UNE ENQUÊTE BOITEUSE
Des rencontres initiales avaient eu lieu à travers le Canada, entre décembre 2015 et février 2016, avec des survivantes et des familles de victimes ainsi qu’avec des représentants autochtones sur les plans national, provincial et territorial.
Un rapport issu de cette consultation avait été publié, en mai 2016, et devait servir à déterminer le mandat et la portée de la commission d’enquête.

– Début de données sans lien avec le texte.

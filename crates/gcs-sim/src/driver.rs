//! Simulation driver: mission lifecycle and the fixed-period tick loop

use crate::config::SimConfig;
use crate::error::SimResult;
use crate::events::EventBus;
use crate::location::{self, LocationProvider};
use crate::state::{Effect, SimState, Transition};

use gcs_core::{Battery, Event, GeoPoint, MissionSummary, TelemetrySnapshot};
use parking_lot::{Mutex, RwLock};
use rand::SeedableRng;
use rand::rngs::StdRng;
use std::sync::{Arc, Weak};
use tokio::sync::{broadcast, watch};
use tokio::task::JoinHandle;
use tokio::time::{Instant, MissedTickBehavior};
use tracing::{debug, info, warn};

/// Driver statistics
#[derive(Debug, Default, Clone)]
pub struct EngineStats {
    pub ticks_processed: u64,
    pub events_emitted: u64,
    pub detections_logged: u64,
    pub missions_started: u64,
    pub missions_completed: u64,
    pub location_fallbacks: u64,
}

/// Run state guarded by a single lock.
///
/// `generation` changes on every start and stop; a ticker or location task
/// only acts while the generation it was spawned with is still current.
struct RunCell {
    state: SimState,
    generation: u64,
    rng: StdRng,
}

struct Inner {
    config: SimConfig,
    run: Mutex<RunCell>,
    location: Arc<dyn LocationProvider>,
    events: EventBus,
    snapshot_tx: watch::Sender<TelemetrySnapshot>,
    ticker: Mutex<Option<JoinHandle<()>>>,
    stats: RwLock<EngineStats>,
}

/// Owns the active/inactive lifecycle and publishes one snapshot per tick.
///
/// The engine trusts its caller to issue well-formed start/end commands:
/// starting an already-active mission is ignored, ending an idle one
/// returns `None`.
#[derive(Clone)]
pub struct SimulationDriver {
    inner: Arc<Inner>,
}

impl SimulationDriver {
    /// Create an idle driver
    pub fn new(config: SimConfig, location: Arc<dyn LocationProvider>) -> SimResult<Self> {
        config.validate()?;

        let rng = match config.seed {
            Some(seed) => StdRng::seed_from_u64(seed),
            None => StdRng::from_entropy(),
        };
        let state = SimState::from_config(&config);
        let (snapshot_tx, _) = watch::channel(state.snapshot().clone());
        let events = EventBus::new(config.event_capacity);

        info!(
            "Simulation driver ready (home {:?}, battery {:.1}%)",
            config.fallback_home, config.initial_battery_percent
        );

        Ok(Self {
            inner: Arc::new(Inner {
                config,
                run: Mutex::new(RunCell {
                    state,
                    generation: 0,
                    rng,
                }),
                location,
                events,
                snapshot_tx,
                ticker: Mutex::new(None),
                stats: RwLock::new(EngineStats::default()),
            }),
        })
    }

    pub fn config(&self) -> &SimConfig {
        &self.inner.config
    }

    /// Current snapshot, read-only
    pub fn snapshot(&self) -> TelemetrySnapshot {
        self.inner.snapshot_tx.borrow().clone()
    }

    /// Receive every published snapshot
    pub fn subscribe_snapshots(&self) -> watch::Receiver<TelemetrySnapshot> {
        self.inner.snapshot_tx.subscribe()
    }

    /// Receive engine events
    pub fn subscribe(&self) -> broadcast::Receiver<Event> {
        self.inner.events.subscribe()
    }

    pub fn events(&self) -> &EventBus {
        &self.inner.events
    }

    pub fn is_active(&self) -> bool {
        self.inner.run.lock().state.is_active()
    }

    pub fn battery(&self) -> Battery {
        self.inner.run.lock().state.battery()
    }

    pub fn home(&self) -> GeoPoint {
        self.inner.run.lock().state.home()
    }

    pub fn stats(&self) -> EngineStats {
        self.inner.stats.read().clone()
    }

    /// Arm and begin ticking. Must be called from within a Tokio runtime.
    ///
    /// The mission starts at once around the best-known home; the location
    /// lookup runs in the background and moves the home if it succeeds.
    /// Returns `None` without touching the run when a mission is already
    /// active.
    pub fn start(&self) -> Option<TelemetrySnapshot> {
        let (generation, snapshot) = {
            let mut cell = self.inner.run.lock();
            if cell.state.is_active() {
                warn!("Start requested while a mission is already active; ignoring");
                return None;
            }

            cell.generation += 1;
            let state = std::mem::take(&mut cell.state);
            let transition = state.advance(true, &self.inner.config, &mut cell.rng);
            cell.state = self.inner.publish(transition);
            (cell.generation, cell.state.snapshot().clone())
        };

        self.inner.stats.write().missions_started += 1;
        info!("Mission started (generation {})", generation);

        self.spawn_location_lookup(generation);
        self.spawn_ticker(generation);

        Some(snapshot)
    }

    /// Cancel the periodic tick. Run state is left for the caller to read.
    ///
    /// Once this returns no further tick can execute for the stopped mission.
    pub fn stop(&self) {
        {
            let mut cell = self.inner.run.lock();
            cell.generation += 1;
        }
        if let Some(handle) = self.inner.ticker.lock().take() {
            handle.abort();
        }
        debug!("Mission ticker stopped");
    }

    /// Hand over the mission artifacts and revert to a quiescent state
    pub fn teardown(&self) -> Option<MissionSummary> {
        let mut cell = self.inner.run.lock();
        if !cell.state.is_active() {
            return None;
        }

        let state = std::mem::take(&mut cell.state);
        let transition = state.finish();
        let summary = transition.summary().cloned();
        cell.state = self.inner.publish(transition);
        drop(cell);

        if let Some(summary) = &summary {
            self.inner.stats.write().missions_completed += 1;
            info!(
                "Mission ended after {} with {} track points and {} detections",
                summary.flight_time,
                summary.flight_path.len(),
                summary.detections.len()
            );
        }
        summary
    }

    /// Stop ticking and tear down; `None` when no mission was active
    pub fn end_mission(&self) -> Option<MissionSummary> {
        self.stop();
        self.teardown()
    }

    /// Apply one standby-drain step if no mission is active
    pub fn standby_tick(&self) -> Option<Battery> {
        let mut cell = self.inner.run.lock();
        if cell.state.is_active() {
            return None;
        }
        let state = std::mem::take(&mut cell.state);
        cell.state = state.standby(&self.inner.config);
        let battery = cell.state.battery();
        self.inner.snapshot_tx.send_replace(cell.state.snapshot().clone());
        Some(battery)
    }

    fn spawn_ticker(&self, generation: u64) {
        let weak = Arc::downgrade(&self.inner);
        let period = self.inner.config.tick_period();

        let handle = tokio::spawn(async move {
            let mut interval = tokio::time::interval_at(Instant::now() + period, period);
            interval.set_missed_tick_behavior(MissedTickBehavior::Skip);

            loop {
                interval.tick().await;
                let Some(inner) = weak.upgrade() else { break };
                if !inner.tick_once(generation) {
                    break;
                }
            }
            debug!("Ticker for generation {} exited", generation);
        });

        if let Some(previous) = self.inner.ticker.lock().replace(handle) {
            previous.abort();
        }
    }

    fn spawn_location_lookup(&self, generation: u64) {
        let weak: Weak<Inner> = Arc::downgrade(&self.inner);
        let provider = Arc::clone(&self.inner.location);
        let timeout = self.inner.config.location_timeout();

        tokio::spawn(async move {
            let result = location::resolve_home(provider.as_ref(), timeout).await;
            if let Some(inner) = weak.upgrade() {
                inner.apply_home(generation, result);
            }
        });
    }
}

impl Inner {
    /// One serialised tick: compute and publish while holding the run lock
    fn tick_once(&self, generation: u64) -> bool {
        let mut cell = self.run.lock();
        if cell.generation != generation || !cell.state.is_active() {
            return false;
        }

        let state = std::mem::take(&mut cell.state);
        let transition = state.advance(true, &self.config, &mut cell.rng);
        cell.state = self.publish(transition);

        self.stats.write().ticks_processed += 1;
        debug!(
            "Tick {} published ({} track points)",
            cell.state.elapsed_seconds(),
            cell.state.track().len()
        );
        true
    }

    /// Late location result. Only applies to the mission that asked for it.
    fn apply_home(&self, generation: u64, result: Result<GeoPoint, crate::error::LocationError>) {
        let home = match result {
            Ok(home) => home,
            Err(e) => {
                warn!("Location unavailable ({}); using default home coordinates", e);
                self.stats.write().location_fallbacks += 1;
                self.config.fallback_home
            }
        };

        let mut cell = self.run.lock();
        if cell.generation != generation || !cell.state.is_active() {
            debug!("Discarding location result for stale mission generation {}", generation);
            return;
        }
        if cell.state.home() == home {
            return;
        }

        let state = std::mem::take(&mut cell.state);
        cell.state = state.relocate_home(home);
        self.snapshot_tx.send_replace(cell.state.snapshot().clone());
        self.emit(Event::home_resolved(home));
        info!("Home position updated to ({:.6}, {:.6})", home.latitude, home.longitude);
    }

    /// Replace the published snapshot and emit one event per effect
    fn publish(&self, transition: Transition) -> SimState {
        let Transition { state, effects } = transition;
        let snapshot = state.snapshot();
        self.snapshot_tx.send_replace(snapshot.clone());

        for effect in effects {
            let event = match effect {
                Effect::MissionStarted { home } => Event::mission_started(home, snapshot.battery.percentage),
                Effect::Ticked => Event::telemetry_updated(snapshot.frame()),
                Effect::SiteDetected(detection) => {
                    info!(
                        "Site detected at {}: {}",
                        snapshot.elapsed_flight_time, detection
                    );
                    self.stats.write().detections_logged += 1;
                    Event::site_detected(detection, snapshot.elapsed_seconds, snapshot.position)
                }
                Effect::BatteryLow { percentage } => {
                    warn!("Battery low: {:.1}%", percentage);
                    Event::battery_low(percentage, self.config.power.low_battery_threshold)
                }
                Effect::MissionEnded(summary) => Event::mission_ended(summary),
            };
            self.emit(event);
        }

        state
    }

    fn emit(&self, event: Event) {
        self.events.publish(event);
        self.stats.write().events_emitted += 1;
    }
}

// ============================================================================
// TESTS
// ============================================================================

Le 3 août 2016, l’enquête nationale sur les femmes et les filles autochtones disparues et assassinées (ENFFADA) a été mise en oeuvre et les noms des cinq commissaires qui la mèneront, dévoilés. Échéancier : deux ans (2016-2018). Coût de l’opération : 54 millions de dollars.
Ses travaux avaient débuté le 1er septembre 2016. Un premier rapport provisoire était attendu au 1er novembre prochain et le rapport final, le 31 décembre 2018.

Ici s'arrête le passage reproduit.